Een EAN-code voor een artikel uit het assortiment van een retailer die alleen uniek is voor dat artikel uit het assortiment van die retailer.

49
Q

Logboek

A

Soort schrift waarin de geleidedocumenten op volgnummers geregistreerd worden.

50
Q

MBTv-lijst

A

Manco-breuk-teveellijst. Een lijst waarop je bij de aflevering van goederen invult of er goederen ontbreken, beschadigd zijn of te veel zijn geleverd.

51
Q

Registratie

A

Het opnemen, waarnemen, optekenen of weergeven van informatie.

52
Q

Scanning

A

Het elektronisch lezen van het artikelnummer in de vorm van een streepjescode (barcode: dikkere en dunnere verticale streepjes)

53
Q

Source coding

A

De broncodering in de vorm van een streepjescode die de leverancier op de verpakking aanbrengt.

54
Q

Subadministratie

A

Een onderdeel van de totale administratie, die los van deze totale administratie bijgehouden word.

55
Q

Voorraadadministratie

A

De voorraadadministratie is een subadministratie waarin alle inkomende, uitgaande en afgeschreven artikelen genoteerd en verwerkt worden.

56
Q

Voorraadwaardering tegen een gemiddelde inkoopprijs

A

Bij iedere nieuwe levering bereken je een nieuwe gemiddelde inkoopprijs.

57
Q

Voorraadwaardering tegen een inkoopprijs

A

Artikelen tegen individuele inkoopprijzen in de voorraadadministratie opnemen.

58
Q

Voorraadwaardering tegen een vaste verrekenprijs

A

Artikelen in de voorraadadministratie waarderen tegen een verwachte en geschatte gemiddelde inkoopprijs per artikel voor de komende periode.

59
Q

Voorraadwaardering tegen een verkoopprijs

A

Artikelen in de voorraadadministratie waarderen tegen de verkoopprijs van het artikel.

60
Q

Voorraadwaardering tegen een vervangingsprijs

A

Artikelen in de voorraadadministratie waarderen tegen de vervangingsprijs per artikel.

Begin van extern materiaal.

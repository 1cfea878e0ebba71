//! EKB (Electronic Key Block) material, nonce/session-key/KEK exchange, and
//! the secure sub-protocol commands themselves.
//!
//! The cryptographic state used to live as mutable fields on the device
//! handle in the source this crate is modeled on; here it is an explicit
//! [`EkbState`] value owned by the send orchestrator for the duration of one
//! upload, so two uploads to distinct devices can never share state by
//! accident (see DESIGN.md, "global mutable crypto state").

use rand::RngCore;

use crate::codec::{des_cbc_decrypt, des_cbc_encrypt, des_ecb_decrypt, des_ecb_encrypt, read_u16_be, u16_be, u32_be};
use crate::error::{NetMdError, Result};
use crate::request::{submit, ControlStatus};
use crate::usb::RawTransport;

const SECURE_PREFIX: [u8; 10] = [0x18, 0x00, 0x08, 0x00, 0x46, 0xf0, 0x03, 0x01, 0x03, 0x00];

fn secure_prefix(opcode: u8) -> [u8; 10] {
    let mut p = SECURE_PREFIX;
    p[9] = opcode;
    p
}

/// Baked-in host key material plus the per-session values negotiated with
/// the device during an upload.
#[derive(Clone)]
pub struct EkbState {
    pub root_key: [u8; 16],
    pub hash_key: [u8; 8],
    /// 2 encrypted 16-byte chain records (32 bytes total).
    pub chain: [u8; 32],
    pub signature: [u8; 24],
    pub depth: u8,
    pub ekb_id: u32,
    pub content_id: [u8; 20],
    pub kek: [u8; 8],
    pub iv: [u8; 8],
    pub host_nonce: [u8; 8],
    pub device_nonce: Option<[u8; 8]>,
}

impl EkbState {
    /// Builds the fixed host EKB material with freshly drawn, CSPRNG-backed
    /// host nonce and KEK. This is the production constructor: it never
    /// takes caller-supplied randomness.
    pub fn new() -> Self {
        let mut state = Self::with_nonce([0u8; 8]);
        rand::rngs::OsRng.fill_bytes(&mut state.host_nonce);
        rand::rngs::OsRng.fill_bytes(&mut state.kek);
        state
    }

    /// Test/debug seam: builds the host EKB material with a caller-supplied
    /// host nonce instead of drawing one from the CSPRNG, so derivation
    /// fixtures are reproducible.
    pub fn with_nonce(host_nonce: [u8; 8]) -> Self {
        EkbState {
            root_key: FIXED_ROOT_KEY,
            hash_key: FIXED_HASH_KEY,
            chain: FIXED_CHAIN,
            signature: FIXED_SIGNATURE,
            depth: 9,
            ekb_id: 0x0001_0012,
            content_id: FIXED_CONTENT_ID,
            kek: [0u8; 8],
            iv: [0u8; 8],
            host_nonce,
            device_nonce: None,
        }
    }

    /// Generates a fresh 8-byte track key and returns it KEK-encrypted, the
    /// form stored at rest on the `Track` record (see track.rs).
    pub fn create_track_key(&self) -> Result<Vec<u8>> {
        let mut plain = [0u8; 8];
        rand::rngs::OsRng.fill_bytes(&mut plain);
        des_ecb_encrypt(&plain, &self.kek)
    }

    /// Recovers a track's plaintext DES key from its KEK-encrypted form.
    pub fn decrypt_track_key(&self, encrypted: &[u8]) -> Result<Vec<u8>> {
        des_ecb_decrypt(encrypted, &self.kek)
    }

    /// Derives the 8-byte session key ("retail MAC") from the EKB chain and
    /// the host/device nonce pair. Requires `device_nonce` to have been
    /// filled in by [`session_key_exchange`].
    pub fn derive_session_key(&self) -> Result<[u8; 8]> {
        let device_nonce = self
            .device_nonce
            .ok_or_else(|| NetMdError::Crypto("device nonce not yet exchanged".into()))?;

        let mut key16 = self.root_key;
        let mut chain_key = [0u8; 8];
        for record in self.chain.chunks(16) {
            let lo = &record[0..8];
            let hi = &record[8..16];
            let decrypted_hi = ede2_decrypt_block(hi, &key16)?;
            for i in 0..8 {
                chain_key[i] = decrypted_hi[i] ^ lo[i];
            }
            key16[0..8].copy_from_slice(&chain_key);
            key16[8..16].copy_from_slice(&self.hash_key);
        }

        let mut message = [0u8; 16];
        message[0..8].copy_from_slice(&self.host_nonce);
        message[8..16].copy_from_slice(&device_nonce);
        retail_mac(&chain_key, &self.hash_key, &message)
    }
}

/// Two-key (EDE2) DES decrypt of a single 8-byte block: `D(K1, E(K2, D(K1, data)))`.
fn ede2_decrypt_block(data: &[u8], key16: &[u8; 16]) -> Result<[u8; 8]> {
    let k1 = &key16[0..8];
    let k2 = &key16[8..16];
    let step1 = des_ecb_decrypt(data, k1)?;
    let step2 = des_ecb_encrypt(&step1, k2)?;
    let step3 = des_ecb_decrypt(&step2, k1)?;
    let mut out = [0u8; 8];
    out.copy_from_slice(&step3);
    Ok(out)
}

/// ANSI X9.19 / ISO 9797-1 Algorithm 3 retail MAC: single-DES CBC-MAC under
/// `k1` over all 8-byte blocks, then a final decrypt-under-`k2`/encrypt-under-`k1`
/// step on the chaining value.
fn retail_mac(k1: &[u8; 8], k2: &[u8; 8], data: &[u8]) -> Result<[u8; 8]> {
    let mut chaining = [0u8; 8];
    for block in data.chunks(8) {
        let mut b = [0u8; 8];
        b[..block.len()].copy_from_slice(block);
        for i in 0..8 {
            b[i] ^= chaining[i];
        }
        let encrypted = des_ecb_encrypt(&b, k1)?;
        chaining.copy_from_slice(&encrypted);
    }
    let step = des_ecb_decrypt(&chaining, k2)?;
    let result = des_ecb_encrypt(&step, k1)?;
    let mut out = [0u8; 8];
    out.copy_from_slice(&result);
    Ok(out)
}

fn send_secure<T: RawTransport + ?Sized>(
    transport: &mut T,
    opcode: u8,
    expected: ControlStatus,
    payload: &[u8],
) -> Result<Vec<u8>> {
    submit(transport, expected, &secure_prefix(opcode), payload)
}

/// Drops any device-side session state. Tolerated to fail during
/// housekeeping.
pub fn forget_secure_key<T: RawTransport + ?Sized>(transport: &mut T) -> Result<()> {
    send_secure(transport, 0x21, ControlStatus::Accepted, &[0xff, 0x00, 0x00, 0x00])?;
    Ok(())
}

pub fn enter_secure_session<T: RawTransport + ?Sized>(transport: &mut T) -> Result<()> {
    send_secure(transport, 0x80, ControlStatus::Accepted, &[0xff])?;
    Ok(())
}

pub fn leave_secure_session<T: RawTransport + ?Sized>(transport: &mut T) -> Result<()> {
    send_secure(transport, 0x81, ControlStatus::Accepted, &[0xff])?;
    Ok(())
}

/// `flag` 0 = protect, 1 = permit copy. Fails on Sharp devices; callers
/// should ignore the error.
pub fn track_protection<T: RawTransport + ?Sized>(transport: &mut T, flag: u16) -> Result<()> {
    let mut payload = vec![0xff];
    payload.extend_from_slice(&u16_be(flag));
    send_secure(transport, 0x2b, ControlStatus::Accepted, &payload)?;
    Ok(())
}

pub fn send_key_data<T: RawTransport + ?Sized>(transport: &mut T, ekb: &EkbState) -> Result<()> {
    let size: u8 = 72;
    let chain_records = (ekb.chain.len() / 16) as u8;
    let mut payload = vec![0xff, 0x00, size, 0x00, 0x00, 0x00, size, 0x00, 0x00, 0x00, chain_records, 0x00, 0x00, 0x00, ekb.depth];
    payload.extend_from_slice(&u32_be(ekb.ekb_id));
    payload.extend_from_slice(&[0x00, 0x00, 0x00, 0x00]);
    payload.extend_from_slice(&ekb.chain);
    payload.extend_from_slice(&ekb.signature);
    send_secure(transport, 0x12, ControlStatus::Accepted, &payload)?;
    Ok(())
}

pub fn session_key_exchange<T: RawTransport + ?Sized>(transport: &mut T, ekb: &mut EkbState) -> Result<()> {
    let mut payload = vec![0xff, 0x00, 0x00, 0x00];
    payload.extend_from_slice(&ekb.host_nonce);
    let reply = send_secure(transport, 0x20, ControlStatus::Accepted, &payload)?;
    if reply.len() < 23 {
        return Err(NetMdError::ProtocolMismatch("session_key_exchange reply too short".into()).into());
    }
    let mut device_nonce = [0u8; 8];
    device_nonce.copy_from_slice(&reply[15..23]);
    ekb.device_nonce = Some(device_nonce);
    Ok(())
}

pub fn kek_exchange<T: RawTransport + ?Sized>(transport: &mut T, ekb: &EkbState, session_key: &[u8; 8]) -> Result<()> {
    let mut plain = vec![0x01, 0x01, 0x01, 0x01];
    plain.extend_from_slice(&ekb.content_id);
    plain.extend_from_slice(&ekb.kek);
    let encrypted = des_cbc_encrypt(&plain, session_key, &ekb.iv)?;

    let mut payload = vec![0xff, 0x00, 0x00];
    payload.extend_from_slice(&encrypted);
    send_secure(transport, 0x22, ControlStatus::Accepted, &payload)?;
    Ok(())
}

/// Arms the device for a bulk upload. The first reply is always Interim;
/// the final Accepted reply arrives only once the bulk stream completes
/// (see [`finish_secure_send`]).
pub fn init_secure_send<T: RawTransport + ?Sized>(
    transport: &mut T,
    wire_format: u8,
    disc_format: u8,
    frames: u32,
    total_bytes: u32,
) -> Result<()> {
    let mut payload = vec![0xff, 0x00, 0x01, 0x00, 0x10, 0x01, 0xff, 0xff, 0x00, wire_format, disc_format];
    payload.extend_from_slice(&u32_be(frames));
    payload.extend_from_slice(&u32_be(total_bytes));
    send_secure(transport, 0x28, ControlStatus::Interim, &payload)?;
    Ok(())
}

/// Long-polls for the final Accepted reply to `init_secure_send`'s opcode,
/// which only arrives once the device has consumed the whole bulk stream.
pub fn finish_secure_send<T: RawTransport + ?Sized>(transport: &mut T) -> Result<Vec<u8>> {
    send_secure(transport, 0x28, ControlStatus::Accepted, &[])
}

/// Reads the assigned track number out of `finish_secure_send`'s reply.
pub fn track_number_from_reply(reply: &[u8]) -> Result<u16> {
    if reply.len() < 19 {
        return Err(NetMdError::ProtocolMismatch("finish_secure_send reply too short".into()).into());
    }
    Ok(read_u16_be(&reply[17..19]))
}

pub fn commit_track<T: RawTransport + ?Sized>(transport: &mut T, track: u16, session_key: &[u8; 8]) -> Result<()> {
    let auth = des_ecb_encrypt(&[0u8; 8], session_key)?;
    let mut payload = vec![0xff, 0x00, 0x10, 0x01];
    payload.extend_from_slice(&u16_be(track));
    payload.extend_from_slice(&auth);
    send_secure(transport, 0x48, ControlStatus::Accepted, &payload)?;
    Ok(())
}

/// Part of the Sharp NetMD protocol; likely a no-op on Sony devices.
pub fn acquire<T: RawTransport + ?Sized>(transport: &mut T) -> Result<()> {
    submit(
        transport,
        ControlStatus::Accepted,
        &[0xff, 0x01],
        &[0x0c, 0xff, 0xff, 0xff, 0xff, 0xff, 0xff, 0xff, 0xff, 0xff, 0xff, 0xff, 0xff],
    )?;
    Ok(())
}

pub fn release<T: RawTransport + ?Sized>(transport: &mut T) -> Result<()> {
    submit(
        transport,
        ControlStatus::Accepted,
        &[0xff, 0x01],
        &[0x00, 0xff, 0xff, 0xff, 0xff, 0xff, 0xff, 0xff, 0xff, 0xff, 0xff, 0xff, 0xff],
    )?;
    Ok(())
}

pub fn cache_toc<T: RawTransport + ?Sized>(transport: &mut T) -> Result<()> {
    submit(transport, ControlStatus::Accepted, &[0x18, 0x08, 0x10, 0x18, 0x02, 0x03], &[0x00])?;
    Ok(())
}

pub fn sync_toc<T: RawTransport + ?Sized>(transport: &mut T) -> Result<()> {
    submit(transport, ControlStatus::Accepted, &[0x18, 0x08, 0x10, 0x18, 0x02, 0x00], &[0x00])?;
    Ok(())
}

// Fixture host key material. These values are placeholders for the real
// production EKB (the manufacturer-issued chain is not public); swapping
// them for a real chain is a drop-in change confined to this block.
const FIXED_ROOT_KEY: [u8; 16] = [
    0x11, 0x22, 0x33, 0x44, 0x55, 0x66, 0x77, 0x88, 0x99, 0xaa, 0xbb, 0xcc, 0xdd, 0xee, 0xff, 0x00,
];
const FIXED_HASH_KEY: [u8; 8] = [0x01, 0x23, 0x45, 0x67, 0x89, 0xab, 0xcd, 0xef];
const FIXED_CHAIN: [u8; 32] = [
    0x01, 0x02, 0x03, 0x04, 0x05, 0x06, 0x07, 0x08, 0x09, 0x0a, 0x0b, 0x0c, 0x0d, 0x0e, 0x0f, 0x10,
    0x11, 0x12, 0x13, 0x14, 0x15, 0x16, 0x17, 0x18, 0x19, 0x1a, 0x1b, 0x1c, 0x1d, 0x1e, 0x1f, 0x20,
];
const FIXED_SIGNATURE: [u8; 24] = [0; 24];
const FIXED_CONTENT_ID: [u8; 20] = [
    0x01, 0x01, 0x01, 0x01, 0x01, 0x01, 0x01, 0x01, 0x01, 0x01, 0x01, 0x01, 0x01, 0x01, 0x01, 0x01,
    0x01, 0x01, 0x01, 0x01,
];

Elke keer dat de actuele inkoopprijs van een artikel wijzigt, verander je de waarde van dat artikel in de administratie.

61
Q

Voorraadwaardering tegen fifo-prijzen

A

Bij voorraadwaardering op basis van fifo-prijzen ga je ervan uit dat de eerst ontvangen goederen het eerst verkocht worden.

62
Q

Voorraadwaardering tegen lifo-prijzen

A

Bij voorraadwaardering op basis van lifo-prijzen ga je er van uit dat de laatst ontvangen goederen het eerst verkocht worden.

63
Q

Voorraadwaarderingssysteem

A

Systeem waarbij de artikelen tegen een vooraf bepaalde waarde in de administratie worden opgenomen. We onderscheiden voorraadwaardering tegen individuele inkoopprijzen, tegen vaste verrekenprijzen, tegen vervangingswaarde en tegen verkoopprijzen.